PROBLEM TO WORK ON. Where in the data below does the word "ASCIIHexDecode" appear? Copy each line that holds it.

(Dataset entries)
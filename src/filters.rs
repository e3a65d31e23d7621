//! Stream filters.
//!
//! Signing only needs to read cross-reference streams, object streams and
//! page content, so the supported set is FlateDecode (with TIFF/PNG
//! predictors) and ASCIIHexDecode. Other filters fail with [`Error::Decode`].

use crate::error::{Error, Result};
use crate::object::{Dictionary, Object};
use flate2::read::{DeflateDecoder, ZlibDecoder};
use flate2::write::ZlibEncoder;
use flate2::Compression;
use std::io::{Read, Write};

/// Predictor parameters from a /DecodeParms dictionary.
#[derive(Debug, Clone, Copy, PartialEq, Eq)]
pub struct PredictorParams {
    /// Predictor algorithm (1 = none, 2 = TIFF, 10-15 = PNG)
    pub predictor: i64,
    /// Samples per row
    pub columns: usize,
    /// Color components per sample
    pub colors: usize,
    /// Bits per component
    pub bits_per_component: usize,
}

impl Default for PredictorParams {
    fn default() -> Self {
        Self {
            predictor: 1,
            columns: 1,
            colors: 1,
            bits_per_component: 8,
        }
    }
}

impl PredictorParams {
    fn from_dict(dict: &Dictionary) -> Self {
        let int = |key: &str, default: i64| dict.get(key).and_then(Object::as_integer).unwrap_or(default);
        Self {
            predictor: int("Predictor", 1),
            columns: int("Columns", 1).max(1) as usize,
            colors: int("Colors", 1).max(1) as usize,
            bits_per_component: int("BitsPerComponent", 8).max(1) as usize,
        }
    }

    fn row_bytes(&self) -> usize {
        (self.columns * self.colors * self.bits_per_component).div_ceil(8)
    }

    fn pixel_bytes(&self) -> usize {
        (self.colors * self.bits_per_component).div_ceil(8).max(1)
    }
}

/// Decode stream data using the /Filter and /DecodeParms entries of `dict`.
pub fn decode(data: &[u8], dict: &Dictionary) -> Result<Vec<u8>> {
    let filters: Vec<&str> = match dict.get("Filter") {
        None => return Ok(data.to_vec()),
        Some(Object::Name(name)) => vec![name.as_str()],
        Some(Object::Array(items)) => items.iter().filter_map(Object::as_name).collect(),
        Some(other) => {
            return Err(Error::Decode(format!("invalid /Filter of type {}", other.type_name())))
        },
    };
    let params: Vec<Option<&Dictionary>> = match dict.get("DecodeParms") {
        Some(Object::Dictionary(d)) => vec![Some(d)],
        Some(Object::Array(items)) => items.iter().map(Object::as_dict).collect(),
        _ => Vec::new(),
    };

    let mut current = data.to_vec();
    for (i, filter) in filters.iter().enumerate() {
        let param = params.get(i).copied().flatten();
        current = match *filter {
            "FlateDecode" | "Fl" => {
                let inflated = inflate(&current)?;
                match param {
                    Some(p) => unpredict(&inflated, &PredictorParams::from_dict(p))?,
                    None => inflated,
                }
            },
            "ASCIIHexDecode" | "AHx" => decode_ascii_hex(&current)?,
            other => return Err(Error::Decode(format!("unsupported filter /{}", other))),
        };
    }
    Ok(current)
}

/// Zlib-compress data for a /FlateDecode stream.
pub fn deflate(data: &[u8]) -> Result<Vec<u8>> {
    let mut encoder = ZlibEncoder::new(Vec::new(), Compression::default());
    encoder.write_all(data)?;
    Ok(encoder.finish()?)
}

fn inflate(data: &[u8]) -> Result<Vec<u8>> {
    let mut output = Vec::new();
    match ZlibDecoder::new(data).read_to_end(&mut output) {
        Ok(_) => Ok(output),
        Err(e) if !output.is_empty() => {
            log::warn!("FlateDecode recovered {} bytes before error: {}", output.len(), e);
            Ok(output)
        },
        Err(e) => {
            // Some producers omit the zlib wrapper
            output.clear();
            DeflateDecoder::new(data)
                .read_to_end(&mut output)
                .map_err(|_| Error::Decode(format!("FlateDecode failed: {}", e)))?;
            Ok(output)
        },
    }
}

fn decode_ascii_hex(data: &[u8]) -> Result<Vec<u8>> {
    let mut digits: Vec<u8> = data
        .iter()
        .copied()
        .take_while(|&c| c != b'>')
        .filter(|c| !c.is_ascii_whitespace())
        .collect();
    if digits.len() % 2 == 1 {
        digits.push(b'0');
    }
    hex::decode(&digits).map_err(|e| Error::Decode(format!("ASCIIHexDecode: {}", e)))
}

/// Reverse a TIFF or PNG predictor.
pub fn unpredict(data: &[u8], params: &PredictorParams) -> Result<Vec<u8>> {
    match params.predictor {
        1 => Ok(data.to_vec()),
        2 => Ok(unpredict_tiff(data, params)),
        10..=15 => unpredict_png(data, params),
        other => Err(Error::Decode(format!("unsupported predictor {}", other))),
    }
}

fn unpredict_tiff(data: &[u8], params: &PredictorParams) -> Vec<u8> {
    let row_len = params.row_bytes();
    let bpp = params.pixel_bytes();
    let mut output = data.to_vec();
    for row in output.chunks_mut(row_len) {
        for i in bpp..row.len() {
            row[i] = row[i].wrapping_add(row[i - bpp]);
        }
    }
    output
}

fn unpredict_png(data: &[u8], params: &PredictorParams) -> Result<Vec<u8>> {
    let row_len = params.row_bytes();
    let bpp = params.pixel_bytes();
    let stride = row_len + 1;
    if data.len() % stride != 0 {
        log::debug!(
            "PNG predictor data length {} is not a multiple of row stride {}",
            data.len(),
            stride
        );
    }

    let mut output = Vec::with_capacity(data.len() / stride * row_len);
    let mut previous = vec![0u8; row_len];
    for chunk in data.chunks(stride) {
        if chunk.len() < 2 {
            break;
        }
        let tag = chunk[0];
        let encoded = &chunk[1..];
        let mut row = vec![0u8; encoded.len()];
        for i in 0..encoded.len() {
            let left = if i >= bpp { row[i - bpp] } else { 0 };
            let up = previous.get(i).copied().unwrap_or(0);
            let up_left = if i >= bpp { previous.get(i - bpp).copied().unwrap_or(0) } else { 0 };
            let predicted = match tag {
                0 => 0,
                1 => left,
                2 => up,
                3 => ((left as u16 + up as u16) / 2) as u8,
                4 => paeth(left, up, up_left),
                other => {
                    return Err(Error::Decode(format!("invalid PNG predictor tag {}", other)))
                },
            };
            row[i] = encoded[i].wrapping_add(predicted);
        }
        output.extend_from_slice(&row);
        previous = row;
        previous.resize(row_len, 0);
    }
    Ok(output)
}

fn paeth(a: u8, b: u8, c: u8) -> u8 {
    let p = a as i16 + b as i16 - c as i16;
    let pa = (p - a as i16).abs();
    let pb = (p - b as i16).abs();
    let pc = (p - c as i16).abs();
    if pa <= pb && pa <= pc {
        a
    } else if pb <= pc {
        b
    } else {
        c
    }
}

#[cfg(test)]
mod tests {
    use super::*;
    use std::collections::HashMap;

    fn flate_dict() -> Dictionary {
        let mut dict = HashMap::new();
        dict.insert("Filter".to_string(), Object::name("FlateDecode"));
        dict
    }

    #[test]
    fn test_no_filter_passthrough() {
        let out = decode(b"plain", &HashMap::new()).unwrap();
        assert_eq!(out, b"plain");
    }

    #[test]
    fn test_flate_roundtrip() {
        let compressed = deflate(b"BT /F1 12 Tf (Hello) Tj ET").unwrap();
        let out = decode(&compressed, &flate_dict()).unwrap();
        assert_eq!(out, b"BT /F1 12 Tf (Hello) Tj ET");
    }

    #[test]
    fn test_ascii_hex() {
        let mut dict = HashMap::new();
        dict.insert("Filter".to_string(), Object::name("ASCIIHexDecode"));
        assert_eq!(decode(b"48 65 6C 6C 6F>", &dict).unwrap(), b"Hello");
    }

    #[test]
    fn test_unsupported_filter() {
        let mut dict = HashMap::new();
        dict.insert("Filter".to_string(), Object::name("JBIG2Decode"));
        assert!(matches!(decode(b"", &dict), Err(Error::Decode(_))));
    }

    #[test]
    fn test_png_up_predictor() {
        // Two rows of 3 bytes, both tagged Up (2)
        let params = PredictorParams {
            predictor: 12,
            columns: 3,
            ..Default::default()
        };
        let encoded = [2, 1, 2, 3, 2, 1, 1, 1];
        let out = unpredict(&encoded, &params).unwrap();
        assert_eq!(out, vec![1, 2, 3, 2, 3, 4]);
    }

    #[test]
    fn test_png_sub_predictor() {
        let params = PredictorParams {
            predictor: 15,
            columns: 4,
            ..Default::default()
        };
        let encoded = [1, 5, 1, 1, 1];
        assert_eq!(unpredict(&encoded, &params).unwrap(), vec![5, 6, 7, 8]);
    }

    #[test]
    fn test_flate_with_predictor_params() {
        let params = PredictorParams {
            predictor: 12,
            columns: 2,
            ..Default::default()
        };
        let raw = [2u8, 0, 10, 2, 0, 5];
        let compressed = deflate(&raw).unwrap();

        let mut parms = HashMap::new();
        parms.insert("Predictor".to_string(), Object::Integer(params.predictor));
        parms.insert("Columns".to_string(), Object::Integer(2));
        let mut dict = flate_dict();
        dict.insert("DecodeParms".to_string(), Object::Dictionary(parms));

        assert_eq!(decode(&compressed, &dict).unwrap(), vec![0, 10, 0, 15]);
    }

    #[test]
    fn test_paeth_picks_nearest() {
        assert_eq!(paeth(10, 20, 10), 20);
        assert_eq!(paeth(0, 0, 0), 0);
    }
}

ANSWER BOX.
//! predictors) and ASCIIHexDecode. Other filters fail with [`Error::Decode`].
            "ASCIIHexDecode" | "AHx" => decode_ascii_hex(&current)?,
    hex::decode(&digits).map_err(|e| Error::Decode(format!("ASCIIHexDecode: {}", e)))
        dict.insert("Filter".to_string(), Object::name("ASCIIHexDecode"));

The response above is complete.